As close calls go, this one ranks right up there with the time I was locked underground inside the Serapeum of Saqqara. But that's another story...

Am I glad to be leaving here!

Note to readers: With this post, there will be a pause until late next week as I travel back to New York. But please check back then, because there is still more to come! I hope you have a great Memorial Day holiday.

Next: "Goodbye, God. I'm going to Bodie."

Wednesday, May 23, 2007

Mono Lake, California

Have you ever visited someone's house, only to find no answer when you knocked on the front door? Of course you have. Did you go one step further, perhaps going around back to see if anyone was there? And, instead of finding the person you were hoping to meet, you were surprised to find...a yard full of heaps of trash and rusting junk!!

Wouldn't your opinion of that person change somewhat?

Mono Lake
N38.004 W119.011

Well, replace "someone" with the City of Los Angeles, and the "backyard" with Mono Lake.

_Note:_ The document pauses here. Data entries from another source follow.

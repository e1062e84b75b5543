//! Database access.
//!
//! One pooled [`DatabaseConnection`] is created at startup and shared by
//! every request; individual operations check connections out of the
//! pool rather than dialing the database themselves.

pub mod entity;
pub mod migration;

use std::time::Duration;

use anyhow::{Context, Result};
use chrono::Utc;
use sea_orm::sea_query::OnConflict;
use sea_orm::ActiveValue::Set;
use sea_orm::{ConnectOptions, Database, DatabaseConnection, EntityTrait};
use sea_orm_migration::MigratorTrait;

use atelier::api::v1::project::UpdateProjectRequest;
use atelier::project::ProjectId;

use crate::config::DatabaseConfig;
use crate::database::entity::project::{self, Entity as Project};
use crate::database::migration::Migrator;
use crate::error::{ServerError, ServerResult};

/// Connects to the database and brings the schema up to date.
pub async fn connect(config: &DatabaseConfig) -> Result<DatabaseConnection> {
    let mut options = ConnectOptions::new(config.url.clone());
    options
        .max_connections(config.max_connections)
        .connect_timeout(Duration::from_secs(config.connect_timeout_secs));

    let connection = Database::connect(options)
        .await
        .context("Failed to connect to database")?;

    Migrator::up(&connection, None)
        .await
        .context("Failed to run migrations")?;

    Ok(connection)
}

/// Project store operations.
#[async_trait::async_trait]
pub trait AtelierDatabase {
    /// Looks up one project.
    async fn find_project(&self, project_id: &ProjectId) -> ServerResult<Option<project::Model>>;

    /// Creates or updates a project, writing only the fields the request
    /// supplies plus `last_updated`. Absent fields keep their stored
    /// values.
    async fn upsert_project(&self, request: &UpdateProjectRequest) -> ServerResult<()>;
}

#[async_trait::async_trait]
impl AtelierDatabase for DatabaseConnection {
    async fn find_project(&self, project_id: &ProjectId) -> ServerResult<Option<project::Model>> {
        Project::find_by_id(project_id.as_str().to_owned())
            .one(self)
            .await
            .map_err(ServerError::database_error)
    }

    async fn upsert_project(&self, request: &UpdateProjectRequest) -> ServerResult<()> {
        let mut update_columns = vec![project::Column::LastUpdated];
        let mut model = project::ActiveModel {
            project_id: Set(request.project_id.as_str().to_owned()),
            last_updated: Set(Utc::now()),
            ..Default::default()
        };

        if let Some(chat_history) = &request.chat_history {
            let json = serde_json::to_string(chat_history).map_err(ServerError::request_error)?;
            model.chat_history = Set(Some(json));
            update_columns.push(project::Column::ChatHistory);
        }

        if let Some(artboards) = &request.artboards {
            let json = serde_json::to_string(artboards).map_err(ServerError::request_error)?;
            model.artboards = Set(Some(json));
            update_columns.push(project::Column::Artboards);
        }

        if let Some(public_html) = &request.public_html {
            model.public_html = Set(Some(public_html.clone()));
            update_columns.push(project::Column::PublicHtml);
        }

        if let Some(is_published) = request.is_published {
            model.is_published = Set(Some(is_published));
            update_columns.push(project::Column::IsPublished);
        }

        Project::insert(model)
            .on_conflict(
                OnConflict::column(project::Column::ProjectId)
                    .update_columns(update_columns)
                    .to_owned(),
            )
            .exec(self)
            .await
            .map_err(ServerError::database_error)?;

        Ok(())
    }
}
//! Error handling.
//!
//! Every failure a handler can produce is a [`ServerError`] wrapping an
//! [`ErrorKind`]. Errors are rendered to the client as a structured JSON
//! envelope (`code`, `error`, `message`) so callers can distinguish
//! validation failures, persistence failures and the not-found signal
//! without string matching.

use std::error::Error as StdError;
use std::fmt;

use axum::http::StatusCode;
use axum::response::{IntoResponse, Response};
use axum::Json;
use displaydoc::Display;
use serde_json::json;

pub type ServerResult<T> = Result<T, ServerError>;

/// The kind of an error.
#[derive(Debug, Display)]
pub enum ErrorKind {
    /// The requested project does not exist
    NoSuchProject,

    /// Invalid request: {0}
    RequestError(anyhow::Error),

    /// Database error: {0}
    DatabaseError(anyhow::Error),
}

/// An error that can be rendered into an API response.
#[derive(Debug)]
pub struct ServerError {
    kind: ErrorKind,
}

impl ServerError {
    pub fn request_error(error: impl Into<anyhow::Error>) -> Self {
        ErrorKind::RequestError(error.into()).into()
    }

    pub fn database_error(error: impl Into<anyhow::Error>) -> Self {
        ErrorKind::DatabaseError(error.into()).into()
    }

    pub fn kind(&self) -> &ErrorKind {
        &self.kind
    }
}

impl ErrorKind {
    /// The stable name of this error kind, as sent to clients.
    fn name(&self) -> &'static str {
        match self {
            Self::NoSuchProject => "NoSuchProject",
            Self::RequestError(_) => "RequestError",
            Self::DatabaseError(_) => "DatabaseError",
        }
    }

    fn http_status(&self) -> StatusCode {
        match self {
            Self::NoSuchProject => StatusCode::NOT_FOUND,
            Self::RequestError(_) => StatusCode::BAD_REQUEST,
            Self::DatabaseError(_) => StatusCode::INTERNAL_SERVER_ERROR,
        }
    }
}

impl From<ErrorKind> for ServerError {
    fn from(kind: ErrorKind) -> Self {
        Self { kind }
    }
}

impl fmt::Display for ServerError {
    fn fmt(&self, f: &mut fmt::Formatter<'_>) -> fmt::Result {
        self.kind.fmt(f)
    }
}

impl StdError for ServerError {}

impl IntoResponse for ServerError {
    fn into_response(self) -> Response {
        let status = self.kind.http_status();

        if status.is_server_error() {
            tracing::error!("{}", self.kind);
        }

        let body = json!({
            "code": status.as_u16(),
            "error": self.kind.name(),
            "message": self.kind.to_string(),
        });

        (status, Json(body)).into_response()
    }
}
//! HTTP API routes.

pub(crate) mod v1;

use axum::routing::get;
use axum::Router;

/// Creates the API router.
pub(crate) fn router() -> Router {
    let api_v1 = Router::new()
        .route(
            "/projects",
            get(v1::project::list_projects).post(v1::project::update_project),
        )
        .route("/projects/{project_id}", get(v1::project::get_project));

    Router::new().nest("/api/v1", api_v1)
}
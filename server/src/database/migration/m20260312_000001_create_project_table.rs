use sea_orm_migration::prelude::*;

pub struct Migration;

impl MigrationName for Migration {
    fn name(&self) -> &str {
        "m20260312_000001_create_project_table"
    }
}

#[async_trait::async_trait]
impl MigrationTrait for Migration {
    async fn up(&self, manager: &SchemaManager) -> Result<(), DbErr> {
        manager
            .create_table(
                Table::create()
                    .table(Project::Table)
                    .if_not_exists()
                    .col(
                        ColumnDef::new(Project::ProjectId)
                            .string()
                            .not_null()
                            .primary_key(),
                    )
                    .col(
                        ColumnDef::new(Project::LastUpdated)
                            .timestamp_with_time_zone()
                            .not_null(),
                    )
                    .col(ColumnDef::new(Project::ChatHistory).text().null())
                    .col(ColumnDef::new(Project::Artboards).text().null())
                    .to_owned(),
            )
            .await
    }

    async fn down(&self, manager: &SchemaManager) -> Result<(), DbErr> {
        manager
            .drop_table(Table::drop().table(Project::Table).to_owned())
            .await
    }
}

#[derive(Iden)]
enum Project {
    Table,
    ProjectId,
    LastUpdated,
    ChatHistory,
    Artboards,
}
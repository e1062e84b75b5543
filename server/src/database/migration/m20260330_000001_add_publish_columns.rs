use sea_orm_migration::prelude::*;

pub struct Migration;

impl MigrationName for Migration {
    fn name(&self) -> &str {
        "m20260330_000001_add_publish_columns"
    }
}

#[async_trait::async_trait]
impl MigrationTrait for Migration {
    async fn up(&self, manager: &SchemaManager) -> Result<(), DbErr> {
        manager
            .alter_table(
                Table::alter()
                    .table(Project::Table)
                    .add_column(ColumnDef::new(Project::PublicHtml).text().null())
                    .to_owned(),
            )
            .await?;

        manager
            .alter_table(
                Table::alter()
                    .table(Project::Table)
                    .add_column(ColumnDef::new(Project::IsPublished).boolean().null())
                    .to_owned(),
            )
            .await
    }

    async fn down(&self, manager: &SchemaManager) -> Result<(), DbErr> {
        manager
            .alter_table(
                Table::alter()
                    .table(Project::Table)
                    .drop_column(Project::IsPublished)
                    .to_owned(),
            )
            .await?;

        manager
            .alter_table(
                Table::alter()
                    .table(Project::Table)
                    .drop_column(Project::PublicHtml)
                    .to_owned(),
            )
            .await
    }
}

#[derive(Iden)]
enum Project {
    Table,
    PublicHtml,
    IsPublished,
}
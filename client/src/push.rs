//! Project uploader.
//!
//! Small artboard sets go to the server in a single update. Anything
//! whose serialized size crosses the chunking threshold is split into
//! numbered chunks which are submitted one by one, each retried with
//! exponential backoff, until the server reports the upload complete.

use std::time::Duration;

use anyhow::{anyhow, Result};
use indicatif::{ProgressBar, ProgressStyle};
use serde_json::Value;

use crate::api::ApiClient;
use atelier::api::v1::project::{UpdateProjectRequest, UpdateProjectResponse};
use atelier::chunking::split_artboards;
use atelier::project::ProjectId;

/// Default chunk size: 1 MiB of serialized artboards.
pub const DEFAULT_CHUNK_SIZE: usize = 1024 * 1024;

/// Chunking threshold: 4 MiB.
pub const CHUNKING_THRESHOLD: usize = 4 * 1024 * 1024;

/// Configuration for pushing artboards.
#[derive(Debug, Clone, Copy)]
pub struct PushConfig {
    /// Serialized size above which an artboard set is uploaded in
    /// chunks.
    pub chunking_threshold: usize,

    /// Serialized size each chunk aims for.
    pub chunk_size: usize,

    /// Retries per submission before giving up.
    pub max_retries: usize,

    /// Suppress the progress bar.
    pub quiet: bool,
}

impl Default for PushConfig {
    fn default() -> Self {
        Self {
            chunking_threshold: CHUNKING_THRESHOLD,
            chunk_size: DEFAULT_CHUNK_SIZE,
            max_retries: 3,
            quiet: false,
        }
    }
}

/// Uploads a project's artboards, chunking when large.
pub async fn push_artboards(
    api: &ApiClient,
    project_id: &ProjectId,
    artboards: Vec<Value>,
    config: PushConfig,
) -> Result<()> {
    let serialized_size = serde_json::to_string(&artboards)?.len();

    if serialized_size <= config.chunking_threshold {
        return push_full(api, project_id, artboards, config).await;
    }

    push_chunked(api, project_id, artboards, config).await
}

/// Uploads the whole artboard array in one update.
async fn push_full(
    api: &ApiClient,
    project_id: &ProjectId,
    artboards: Vec<Value>,
    config: PushConfig,
) -> Result<()> {
    let request = UpdateProjectRequest {
        project_id: project_id.clone(),
        chat_history: None,
        artboards: Some(artboards),
        public_html: None,
        is_published: None,
        chunk_index: None,
        total_chunks: None,
    };

    match submit_with_retry(api, &request, config.max_retries).await? {
        UpdateProjectResponse::Updated => Ok(()),
        other => Err(anyhow!("Unexpected response to full update: {:?}", other)),
    }
}

/// Splits the artboard array and uploads it chunk by chunk.
async fn push_chunked(
    api: &ApiClient,
    project_id: &ProjectId,
    artboards: Vec<Value>,
    config: PushConfig,
) -> Result<()> {
    let chunks = split_artboards(&artboards, config.chunk_size);
    let total_chunks = chunks.len() as u32;

    let pb = if config.quiet {
        ProgressBar::hidden()
    } else {
        ProgressBar::new(total_chunks as u64)
    };
    pb.set_style(ProgressStyle::with_template(
        "{spinner} {bar:40.green/blue} {pos}/{len} chunks",
    )?);

    let mut completed = false;

    for (chunk_index, chunk) in chunks.into_iter().enumerate() {
        let request = UpdateProjectRequest {
            project_id: project_id.clone(),
            chat_history: None,
            artboards: Some(chunk),
            public_html: None,
            is_published: None,
            chunk_index: Some(chunk_index as u32),
            total_chunks: Some(total_chunks),
        };

        let response = submit_with_retry(api, &request, config.max_retries).await?;
        pb.inc(1);

        match response {
            UpdateProjectResponse::Complete => {
                completed = true;
            }
            UpdateProjectResponse::ChunkAccepted { .. } => {}
            UpdateProjectResponse::Updated => {
                pb.finish();
                return Err(anyhow!("Server treated a chunk as a full update"));
            }
        }
    }

    pb.finish();

    if completed {
        Ok(())
    } else {
        Err(anyhow!(
            "Server never reported the upload complete; a chunk may have been lost"
        ))
    }
}

/// Submits one update with retry logic.
async fn submit_with_retry(
    api: &ApiClient,
    request: &UpdateProjectRequest,
    max_retries: usize,
) -> Result<UpdateProjectResponse> {
    let mut attempt = 0;

    loop {
        match api.update_project(request).await {
            Ok(response) => return Ok(response),
            Err(_e) if attempt < max_retries => {
                attempt += 1;
                tokio::time::sleep(Duration::from_secs(2u64.pow(attempt as u32))).await;
            }
            Err(e) => return Err(e),
        }
    }
}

I don't think I can visit that city again without thinking about how it has trashed the ecosystem of Mono Lake, its "backyard" 300 miles away. Mono Lake is nearly 3 million years old. But it has been brought close to the brink of collapse in less than the span of one human life.

Mono Lake is one of the most productive lakes in the West, teeming with plants and animals that have adapted to its salty, alkaline waters. This abundant aquatic life makes it one of the most important wetlands in the entire western hemisphere for migrating and nesting birds.

60,000 California gulls--80% of the state's population--return to Mono Lake every spring and summer to nest and raise their young. Historically, over a million migratory birds, representing 100 different species, used Mono Lake as a stopover point on travels as far-flung as the Arctic and Patagonia.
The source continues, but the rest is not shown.